Each record needs to be echoed exactly; can you do that?
Start of SOURCE MATERIAL
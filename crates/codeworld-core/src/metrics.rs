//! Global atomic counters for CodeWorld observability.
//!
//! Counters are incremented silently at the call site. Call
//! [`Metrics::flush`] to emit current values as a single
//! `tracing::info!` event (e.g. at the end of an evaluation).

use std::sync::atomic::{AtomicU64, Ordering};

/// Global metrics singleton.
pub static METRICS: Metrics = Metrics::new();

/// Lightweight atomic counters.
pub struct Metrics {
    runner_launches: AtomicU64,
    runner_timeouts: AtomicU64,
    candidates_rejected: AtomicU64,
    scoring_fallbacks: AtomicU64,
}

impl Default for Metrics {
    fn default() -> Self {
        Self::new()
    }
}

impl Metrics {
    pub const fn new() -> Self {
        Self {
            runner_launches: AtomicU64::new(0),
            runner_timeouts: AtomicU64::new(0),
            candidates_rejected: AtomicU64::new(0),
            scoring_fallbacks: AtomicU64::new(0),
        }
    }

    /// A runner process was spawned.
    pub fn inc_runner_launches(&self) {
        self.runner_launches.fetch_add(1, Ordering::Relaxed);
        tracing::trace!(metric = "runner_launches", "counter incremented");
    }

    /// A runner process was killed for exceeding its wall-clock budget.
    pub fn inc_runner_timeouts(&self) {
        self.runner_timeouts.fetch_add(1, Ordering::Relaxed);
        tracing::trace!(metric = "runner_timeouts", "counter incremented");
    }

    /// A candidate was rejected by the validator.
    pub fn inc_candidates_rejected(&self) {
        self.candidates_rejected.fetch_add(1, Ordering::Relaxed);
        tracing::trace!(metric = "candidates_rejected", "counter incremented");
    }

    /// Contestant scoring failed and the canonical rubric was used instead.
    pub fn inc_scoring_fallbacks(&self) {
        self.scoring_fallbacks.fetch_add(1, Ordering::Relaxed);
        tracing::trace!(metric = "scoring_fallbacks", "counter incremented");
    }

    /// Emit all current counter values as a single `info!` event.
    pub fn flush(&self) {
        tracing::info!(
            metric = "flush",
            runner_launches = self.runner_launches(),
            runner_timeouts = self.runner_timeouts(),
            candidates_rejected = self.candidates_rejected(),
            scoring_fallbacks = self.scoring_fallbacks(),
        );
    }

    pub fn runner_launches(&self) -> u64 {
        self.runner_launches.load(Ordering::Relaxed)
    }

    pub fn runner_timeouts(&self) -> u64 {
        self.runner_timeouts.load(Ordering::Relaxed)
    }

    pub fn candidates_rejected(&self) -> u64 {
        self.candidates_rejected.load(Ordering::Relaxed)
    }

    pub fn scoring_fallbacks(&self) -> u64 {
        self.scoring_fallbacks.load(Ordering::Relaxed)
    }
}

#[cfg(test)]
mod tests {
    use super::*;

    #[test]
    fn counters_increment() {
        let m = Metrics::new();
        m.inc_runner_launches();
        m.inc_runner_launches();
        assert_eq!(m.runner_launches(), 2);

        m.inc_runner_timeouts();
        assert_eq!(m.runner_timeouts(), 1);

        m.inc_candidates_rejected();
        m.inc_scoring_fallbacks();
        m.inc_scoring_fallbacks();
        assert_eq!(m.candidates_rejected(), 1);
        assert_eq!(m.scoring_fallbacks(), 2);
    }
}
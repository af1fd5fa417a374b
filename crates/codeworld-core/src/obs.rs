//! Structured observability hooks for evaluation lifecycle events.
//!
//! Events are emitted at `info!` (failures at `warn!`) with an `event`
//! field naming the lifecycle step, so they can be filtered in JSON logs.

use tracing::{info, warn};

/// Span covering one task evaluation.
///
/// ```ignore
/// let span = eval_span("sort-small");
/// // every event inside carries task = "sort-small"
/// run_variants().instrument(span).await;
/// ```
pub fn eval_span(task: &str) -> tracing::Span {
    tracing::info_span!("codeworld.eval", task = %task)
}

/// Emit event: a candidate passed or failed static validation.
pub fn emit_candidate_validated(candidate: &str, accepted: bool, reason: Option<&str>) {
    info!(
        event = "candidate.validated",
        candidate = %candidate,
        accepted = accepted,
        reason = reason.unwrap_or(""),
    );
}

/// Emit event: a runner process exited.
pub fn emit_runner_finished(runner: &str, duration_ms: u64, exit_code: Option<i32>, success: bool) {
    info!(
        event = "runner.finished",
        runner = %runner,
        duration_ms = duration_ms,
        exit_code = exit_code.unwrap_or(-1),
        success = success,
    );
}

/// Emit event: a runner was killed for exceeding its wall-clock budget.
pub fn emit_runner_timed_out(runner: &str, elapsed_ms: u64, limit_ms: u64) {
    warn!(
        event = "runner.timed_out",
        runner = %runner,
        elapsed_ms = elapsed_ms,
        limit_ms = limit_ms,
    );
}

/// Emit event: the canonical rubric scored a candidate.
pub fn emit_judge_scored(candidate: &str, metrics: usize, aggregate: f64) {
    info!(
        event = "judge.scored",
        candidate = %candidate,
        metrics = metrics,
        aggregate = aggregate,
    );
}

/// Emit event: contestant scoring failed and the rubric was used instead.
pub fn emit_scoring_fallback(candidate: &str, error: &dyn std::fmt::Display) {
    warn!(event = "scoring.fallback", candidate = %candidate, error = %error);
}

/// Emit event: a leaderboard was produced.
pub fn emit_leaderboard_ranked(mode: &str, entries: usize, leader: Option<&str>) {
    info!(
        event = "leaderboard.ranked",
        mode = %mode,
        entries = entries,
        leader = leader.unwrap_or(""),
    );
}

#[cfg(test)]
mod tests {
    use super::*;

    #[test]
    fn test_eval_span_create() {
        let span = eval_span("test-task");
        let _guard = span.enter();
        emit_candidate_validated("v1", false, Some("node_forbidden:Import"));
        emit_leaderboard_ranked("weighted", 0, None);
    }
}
End of SOURCE MATERIAL
ANSWER SECTION.
filename crates/codeworld-core/src/metrics.rs
//! Global atomic counters for CodeWorld observability.
//!
//! Counters are incremented silently at the call site. Call
//! [`Metrics::flush`] to emit current values as a single
//! `tracing::info!` event (e.g. at the end of an evaluation).

use std::sync::atomic::{AtomicU64, Ordering};

/// Global metrics singleton.
pub static METRICS: Metrics = Metrics::new();

/// Lightweight atomic counters.
pub struct Metrics {
    runner_launches: AtomicU64,
    runner_timeouts: AtomicU64,
    candidates_rejected: AtomicU64,
    scoring_fallbacks: AtomicU64,
}

impl Default for Metrics {
    fn default() -> Self {
        Self::new()
    }
}

impl Metrics {
    pub const fn new() -> Self {
        Self {
            runner_launches: AtomicU64::new(0),
            runner_timeouts: AtomicU64::new(0),
            candidates_rejected: AtomicU64::new(0),
            scoring_fallbacks: AtomicU64::new(0),
        }
    }

    /// A runner process was spawned.
    pub fn inc_runner_launches(&self) {
        self.runner_launches.fetch_add(1, Ordering::Relaxed);
        tracing::trace!(metric = "runner_launches", "counter incremented");
    }

    /// A runner process was killed for exceeding its wall-clock budget.
    pub fn inc_runner_timeouts(&self) {
        self.runner_timeouts.fetch_add(1, Ordering::Relaxed);
        tracing::trace!(metric = "runner_timeouts", "counter incremented");
    }

    /// A candidate was rejected by the validator.
    pub fn inc_candidates_rejected(&self) {
        self.candidates_rejected.fetch_add(1, Ordering::Relaxed);
        tracing::trace!(metric = "candidates_rejected", "counter incremented");
    }

    /// Contestant scoring failed and the canonical rubric was used instead.
    pub fn inc_scoring_fallbacks(&self) {
        self.scoring_fallbacks.fetch_add(1, Ordering::Relaxed);
        tracing::trace!(metric = "scoring_fallbacks", "counter incremented");
    }

    /// Emit all current counter values as a single `info!` event.
    pub fn flush(&self) {
        tracing::info!(
            metric = "flush",
            runner_launches = self.runner_launches(),
            runner_timeouts = self.runner_timeouts(),
            candidates_rejected = self.candidates_rejected(),
            scoring_fallbacks = self.scoring_fallbacks(),
        );
    }

    pub fn runner_launches(&self) -> u64 {
        self.runner_launches.load(Ordering::Relaxed)
    }

    pub fn runner_timeouts(&self) -> u64 {
        self.runner_timeouts.load(Ordering::Relaxed)
    }

    pub fn candidates_rejected(&self) -> u64 {
        self.candidates_rejected.load(Ordering::Relaxed)
    }

    pub fn scoring_fallbacks(&self) -> u64 {
        self.scoring_fallbacks.load(Ordering::Relaxed)
    }
}

#[cfg(test)]
mod tests {
    use super::*;

    #[test]
    fn counters_increment() {
        let m = Metrics::new();
        m.inc_runner_launches();
        m.inc_runner_launches();
        assert_eq!(m.runner_launches(), 2);

        m.inc_runner_timeouts();
        assert_eq!(m.runner_timeouts(), 1);

        m.inc_candidates_rejected();
        m.inc_scoring_fallbacks();
        m.inc_scoring_fallbacks();
        assert_eq!(m.candidates_rejected(), 1);
        assert_eq!(m.scoring_fallbacks(), 2);
    }
}
repository af1fd5fa417a374b
filename crates/codeworld-core/src/obs.rs
//! Structured observability hooks for evaluation lifecycle events.
//!
//! Events are emitted at `info!` (failures at `warn!`) with an `event`
//! field naming the lifecycle step, so they can be filtered in JSON logs.

use tracing::{info, warn};

/// Span covering one task evaluation.
///
/// ```ignore
/// let span = eval_span("sort-small");
/// // every event inside carries task = "sort-small"
/// run_variants().instrument(span).await;
/// ```
pub fn eval_span(task: &str) -> tracing::Span {
    tracing::info_span!("codeworld.eval", task = %task)
}

/// Emit event: a candidate passed or failed static validation.
pub fn emit_candidate_validated(candidate: &str, accepted: bool, reason: Option<&str>) {
    info!(
        event = "candidate.validated",
        candidate = %candidate,
        accepted = accepted,
        reason = reason.unwrap_or(""),
    );
}

/// Emit event: a runner process exited.
pub fn emit_runner_finished(runner: &str, duration_ms: u64, exit_code: Option<i32>, success: bool) {
    info!(
        event = "runner.finished",
        runner = %runner,
        duration_ms = duration_ms,
        exit_code = exit_code.unwrap_or(-1),
        success = success,
    );
}

/// Emit event: a runner was killed for exceeding its wall-clock budget.
pub fn emit_runner_timed_out(runner: &str, elapsed_ms: u64, limit_ms: u64) {
    warn!(
        event = "runner.timed_out",
        runner = %runner,
        elapsed_ms = elapsed_ms,
        limit_ms = limit_ms,
    );
}

/// Emit event: the canonical rubric scored a candidate.
pub fn emit_judge_scored(candidate: &str, metrics: usize, aggregate: f64) {
    info!(
        event = "judge.scored",
        candidate = %candidate,
        metrics = metrics,
        aggregate = aggregate,
    );
}

/// Emit event: contestant scoring failed and the rubric was used instead.
pub fn emit_scoring_fallback(candidate: &str, error: &dyn std::fmt::Display) {
    warn!(event = "scoring.fallback", candidate = %candidate, error = %error);
}

/// Emit event: a leaderboard was produced.
pub fn emit_leaderboard_ranked(mode: &str, entries: usize, leader: Option<&str>) {
    info!(
        event = "leaderboard.ranked",
        mode = %mode,
        entries = entries,
        leader = leader.unwrap_or(""),
    );
}

#[cfg(test)]
mod tests {
    use super::*;

    #[test]
    fn test_eval_span_create() {
        let span = eval_span("test-task");
        let _guard = span.enter();
        emit_candidate_validated("v1", false, Some("node_forbidden:Import"));
        emit_leaderboard_ranked("weighted", 0, None);
    }
}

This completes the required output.